### What to produce
Using the listing below, determine the count of lines with the word "Circularity" and reply only with it.
= Beginning of Section =
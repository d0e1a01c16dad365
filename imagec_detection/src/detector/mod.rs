//! The two detector families behind one `forward` contract.

mod model;
mod threshold;

pub use model::{InferenceOutput, InferenceSession, ModelDetector, PrototypeMasks};
pub use threshold::ThresholdDetector;

use crate::DetectionResponse;
use imagec_core::{EngineError, StopToken, types::ChannelIndex};
use imagec_image::Raster;

/// Tagged variant over the detector configurations. Both arms stay
/// separately constructible and testable.
pub enum Detector {
	Threshold(ThresholdDetector),
	Model(ModelDetector),
}

impl Detector {
	/// Runs detection for one tile. `src` is the preprocessed plane,
	/// `original` the unprocessed pixels used for intensity sampling.
	pub fn forward(
		&self,
		src: &Raster,
		original: &Raster,
		channel: ChannelIndex,
		stop: &StopToken,
	) -> Result<DetectionResponse, EngineError> {
		if stop.is_stopped() {
			return Err(EngineError::Cancelled);
		}
		match self {
			Detector::Threshold(detector) => detector.forward(src, original, channel),
			Detector::Model(detector) => detector.forward(src, original, channel, stop),
		}
	}
}

impl std::fmt::Debug for Detector {
	fn fmt(&self, f: &mut std::fmt::Formatter<'_>) -> std::fmt::Result {
		match self {
			Detector::Threshold(_) => write!(f, "Detector::Threshold"),
			Detector::Model(_) => write!(f, "Detector::Model"),
		}
	}
}
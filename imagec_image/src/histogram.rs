//! Full depth intensity histogram of a 16 bit plane.

use crate::Raster;

pub const BINS: usize = 65536;

pub struct Histogram {
	counts: Vec<u64>,
}

impl Histogram {
	pub fn of(raster: &Raster) -> Histogram {
		let mut counts = vec![0u64; BINS];
		for y in 0..raster.height() {
			for x in 0..raster.width() {
				counts[raster.get(x, y) as usize] += 1;
			}
		}
		Histogram { counts }
	}

	pub fn counts(&self) -> &[u64] {
		&self.counts
	}

	pub fn total(&self) -> u64 {
		self.counts.iter().sum()
	}

	/// Bin with the highest count; ties resolve to the lowest bin.
	pub fn peak_index(&self) -> usize {
		let mut best = 0;
		for (idx, count) in self.counts.iter().enumerate() {
			if *count > self.counts[best] {
				best = idx;
			}
		}
		best
	}

	/// Mean intensity.
	pub fn mean(&self) -> f64 {
		let total = self.total();
		if total == 0 {
			return 0.0;
		}
		let sum: f64 = self.counts.iter().enumerate().map(|(v, c)| v as f64 * *c as f64).sum();
		sum / total as f64
	}
}

#[cfg(test)]
mod tests {
	use super::*;

	#[test]
	fn peak_and_mean() {
		let raster = Raster::from_vec(2, 2, vec![5, 5, 5, 9]).unwrap();
		let hist = Histogram::of(&raster);
		assert_eq!(hist.peak_index(), 5);
		assert_eq!(hist.total(), 4);
		assert_eq!(hist.mean(), 6.0);
	}

	#[test]
	fn empty_histogram() {
		let raster = Raster::new(0, 0);
		let hist = Histogram::of(&raster);
		assert_eq!(hist.total(), 0);
		assert_eq!(hist.peak_index(), 0);
		assert_eq!(hist.mean(), 0.0);
	}
}
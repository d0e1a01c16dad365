//! The reader capability set.

use crate::ome::{OmeInfo, TileRect};
use anyhow::Result;
use imagec_image::Raster;

/// Uniform access to one opened image file.
///
/// A reader serves 16 bit single channel planes; 8 bit sources are
/// widened on load. `read_tile` is only required to be cheap when the
/// metadata reports the resolution as tile capable, but it must always
/// return exactly the requested rectangle, never partial pixel data.
pub trait ImageReader: Send + Sync {
	/// Parses the image metadata. Called once per image and cached by
	/// the processor.
	fn read_ome(&self) -> Result<OmeInfo>;

	/// Reads one composite tile of one Z directory.
	fn read_tile(&self, series: u16, z_dir: u32, tile: &TileRect, resolution: u16) -> Result<Raster>;

	/// Reads an entire plane of one Z directory.
	fn read_entire(&self, series: u16, z_dir: u32, resolution: u16) -> Result<Raster>;

	/// Small preview of the image, used interactively.
	fn read_thumbnail(&self, series: u16, z_dir: u32) -> Result<Raster>;
}
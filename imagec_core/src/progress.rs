//! Job progress as a monotone `(finished, total)` counter.
//!
//! Workers bump the counter when a work item reaches persistence;
//! observers take snapshots. The counter never goes backwards.

use std::sync::{
	Arc,
	atomic::{AtomicU64, Ordering},
};

#[derive(Debug, Default)]
pub struct Progress {
	finished: AtomicU64,
	total: AtomicU64,
}

#[derive(Debug, Clone, Copy, PartialEq, Eq)]
pub struct ProgressSnapshot {
	pub finished: u64,
	pub total: u64,
}

impl Progress {
	pub fn new(total: u64) -> Arc<Progress> {
		Arc::new(Progress {
			finished: AtomicU64::new(0),
			total: AtomicU64::new(total),
		})
	}

	/// Sets the denominator. Only meaningful while `finished` is 0.
	pub fn set_total(&self, total: u64) {
		self.total.store(total, Ordering::Release);
	}

	pub fn inc(&self) {
		self.finished.fetch_add(1, Ordering::AcqRel);
	}

	pub fn snapshot(&self) -> ProgressSnapshot {
		ProgressSnapshot {
			finished: self.finished.load(Ordering::Acquire),
			total: self.total.load(Ordering::Acquire),
		}
	}
}

impl ProgressSnapshot {
	pub fn is_complete(&self) -> bool {
		self.finished >= self.total
	}

	pub fn ratio(&self) -> f64 {
		if self.total == 0 {
			return 1.0;
		}
		self.finished as f64 / self.total as f64
	}
}
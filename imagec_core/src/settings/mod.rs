//! The declarative analysis plan.
//!
//! One JSON document is the sole input besides the image directory. The
//! model round-trips losslessly: every field has an explicit default
//! and serialisation is stable, so `parse(serialise(s)) == s` for any
//! valid `s`.

mod analyze;
mod channel;
mod steps;

pub use analyze::{AnalyzeSettings, ExperimentSettings, ImagePositionInWell, ReportingSettings};
pub use channel::{
	AiSettings, BallType, ChannelMeta, ChannelSettings, CrossChannelSettings, DetectionMode, DetectionSettings,
	EdgeDirection, EdgeKernel, ImageFilterMode, ImageFilterSettings, ObjectFilterSettings, PreprocessingSettings,
	PreprocessingStep, ThresholdMode, ThresholdSettings, ZProjectMethod,
};
pub use steps::CrossChannelStep;
//! The `report` subcommand: aggregates a result database into a CSV
//! table.

use anyhow::{Context, Result, bail};
use clap::ValueEnum;
use imagec_core::{
	settings::AnalyzeSettings,
	types::{MeasureChannel, MeasureChannelId, Stats, WellPosition},
};
use imagec_results::{
	Database,
	heatmap::{image_heatmap, plate_heatmap, well_heatmap},
};
use log::info;
use std::path::PathBuf;

#[derive(Debug, Clone, Copy, PartialEq, Eq, ValueEnum)]
enum Mode {
	Plate,
	Well,
	Image,
}

#[derive(Debug, Clone, Copy, PartialEq, Eq, ValueEnum)]
enum Measure {
	Confidence,
	Area,
	Perimeter,
	Circularity,
	IntensityAvg,
	IntensityMin,
	IntensityMax,
}

impl std::fmt::Display for Measure {
	fn fmt(&self, f: &mut std::fmt::Formatter<'_>) -> std::fmt::Result {
		let name = match self {
			Measure::Confidence => "confidence",
			Measure::Area => "area",
			Measure::Perimeter => "perimeter",
			Measure::Circularity => "circularity",
			Measure::IntensityAvg => "intensity-avg",
			Measure::IntensityMin => "intensity-min",
			Measure::IntensityMax => "intensity-max",
		};
		write!(f, "{name}")
	}
}

impl Measure {
	fn id(self) -> MeasureChannelId {
		MeasureChannelId::own(match self {
			Measure::Confidence => MeasureChannel::Confidence,
			Measure::Area => MeasureChannel::AreaSize,
			Measure::Perimeter => MeasureChannel::Perimeter,
			Measure::Circularity => MeasureChannel::Circularity,
			Measure::IntensityAvg => MeasureChannel::IntensityAvg,
			Measure::IntensityMin => MeasureChannel::IntensityMin,
			Measure::IntensityMax => MeasureChannel::IntensityMax,
		})
	}
}

#[derive(Debug, Clone, Copy, PartialEq, Eq, ValueEnum)]
enum Stat {
	Avg,
	Median,
	Sum,
	Min,
	Max,
	Stddev,
	Count,
}

impl std::fmt::Display for Stat {
	fn fmt(&self, f: &mut std::fmt::Formatter<'_>) -> std::fmt::Result {
		let name = match self {
			Stat::Avg => "avg",
			Stat::Median => "median",
			Stat::Sum => "sum",
			Stat::Min => "min",
			Stat::Max => "max",
			Stat::Stddev => "stddev",
			Stat::Count => "count",
		};
		write!(f, "{name}")
	}
}

impl Stat {
	fn stats(self) -> Stats {
		match self {
			Stat::Avg => Stats::Avg,
			Stat::Median => Stats::Median,
			Stat::Sum => Stats::Sum,
			Stat::Min => Stats::Min,
			Stat::Max => Stats::Max,
			Stat::Stddev => Stats::StdDev,
			Stat::Count => Stats::Count,
		}
	}
}

#[derive(clap::Args, Debug)]
pub struct Subcommand {
	/// Result database produced by `imagec analyze`
	#[arg(long)]
	database: PathBuf,

	/// Aggregation level
	#[arg(long, value_enum)]
	mode: Mode,

	/// Output table file
	#[arg(long)]
	out: PathBuf,

	/// Logical channel id (CH0 = 1 … CH9 = 10, A = 65 …)
	#[arg(long, default_value_t = 1)]
	channel: u16,

	/// Measurement to aggregate
	#[arg(long, value_enum, default_value_t = Measure::Area)]
	measure: Measure,

	/// Statistic applied per cell
	#[arg(long, value_enum, default_value_t = Stat::Avg)]
	stat: Stat,

	/// Plate id
	#[arg(long, default_value_t = 1)]
	plate: u8,

	/// Well label for the well mode, e.g. A10
	#[arg(long)]
	well: Option<String>,

	/// Image id for the image mode
	#[arg(long)]
	image: Option<u64>,

	/// Bucket edge length in pixels for the image mode
	#[arg(long, default_value_t = 4096)]
	area_size: u32,
}

pub fn run(args: &Subcommand) -> Result<()> {
	let db = Database::open(&args.database)?;
	let analyzes = db.select_analyzes()?;
	let analyze = analyzes.first().context("the database contains no analysis")?;
	let settings: AnalyzeSettings = serde_json::from_str(&analyze.settings_json).unwrap_or_default();
	let experiment = &settings.experiment_meta;

	let table = match args.mode {
		Mode::Plate => plate_heatmap(
			&db,
			&analyze.analyze_id,
			args.plate,
			experiment.plate_rows,
			experiment.plate_cols,
			args.channel,
			args.measure.id(),
			args.stat.stats(),
			false,
		)?,
		Mode::Well => {
			let Some(well) = &args.well else {
				bail!("--well is required for the well mode");
			};
			let group_id = parse_well_label(well)?;
			well_heatmap(
				&db,
				&analyze.analyze_id,
				args.plate,
				group_id,
				args.channel,
				args.measure.id(),
				args.stat.stats(),
				experiment,
			)?
		}
		Mode::Image => {
			let Some(image_id) = args.image else {
				bail!("--image is required for the image mode");
			};
			image_heatmap(
				&db,
				&analyze.analyze_id,
				image_id,
				args.channel,
				args.measure.id(),
				args.stat.stats(),
				args.area_size,
			)?
		}
	};

	std::fs::write(&args.out, table.to_csv()).with_context(|| format!("writing report to {:?}", args.out))?;
	info!("report written to {:?}", args.out);
	Ok(())
}

/// Parses a well label like `A10` into the packed group id.
fn parse_well_label(label: &str) -> Result<u16> {
	let mut chars = label.chars();
	let row = chars
		.next()
		.filter(char::is_ascii_uppercase)
		.with_context(|| format!("well label {label:?} must start with a row letter"))?;
	let col: u8 = chars
		.as_str()
		.parse()
		.with_context(|| format!("well label {label:?} must end with a column number"))?;
	let pos = WellPosition {
		x: col,
		y: row as u8 - b'A' + 1,
		image_nr: 0,
	};
	Ok(pos.group_id())
}

#[cfg(test)]
mod tests {
	use super::*;

	#[test]
	fn well_labels_parse_to_group_ids() {
		assert_eq!(parse_well_label("A10").unwrap(), (1 << 8) | 10);
		assert_eq!(parse_well_label("C7").unwrap(), (3 << 8) | 7);
		assert!(parse_well_label("10A").is_err());
		assert!(parse_well_label("").is_err());
	}
}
= End of Section =
### Exercise response
3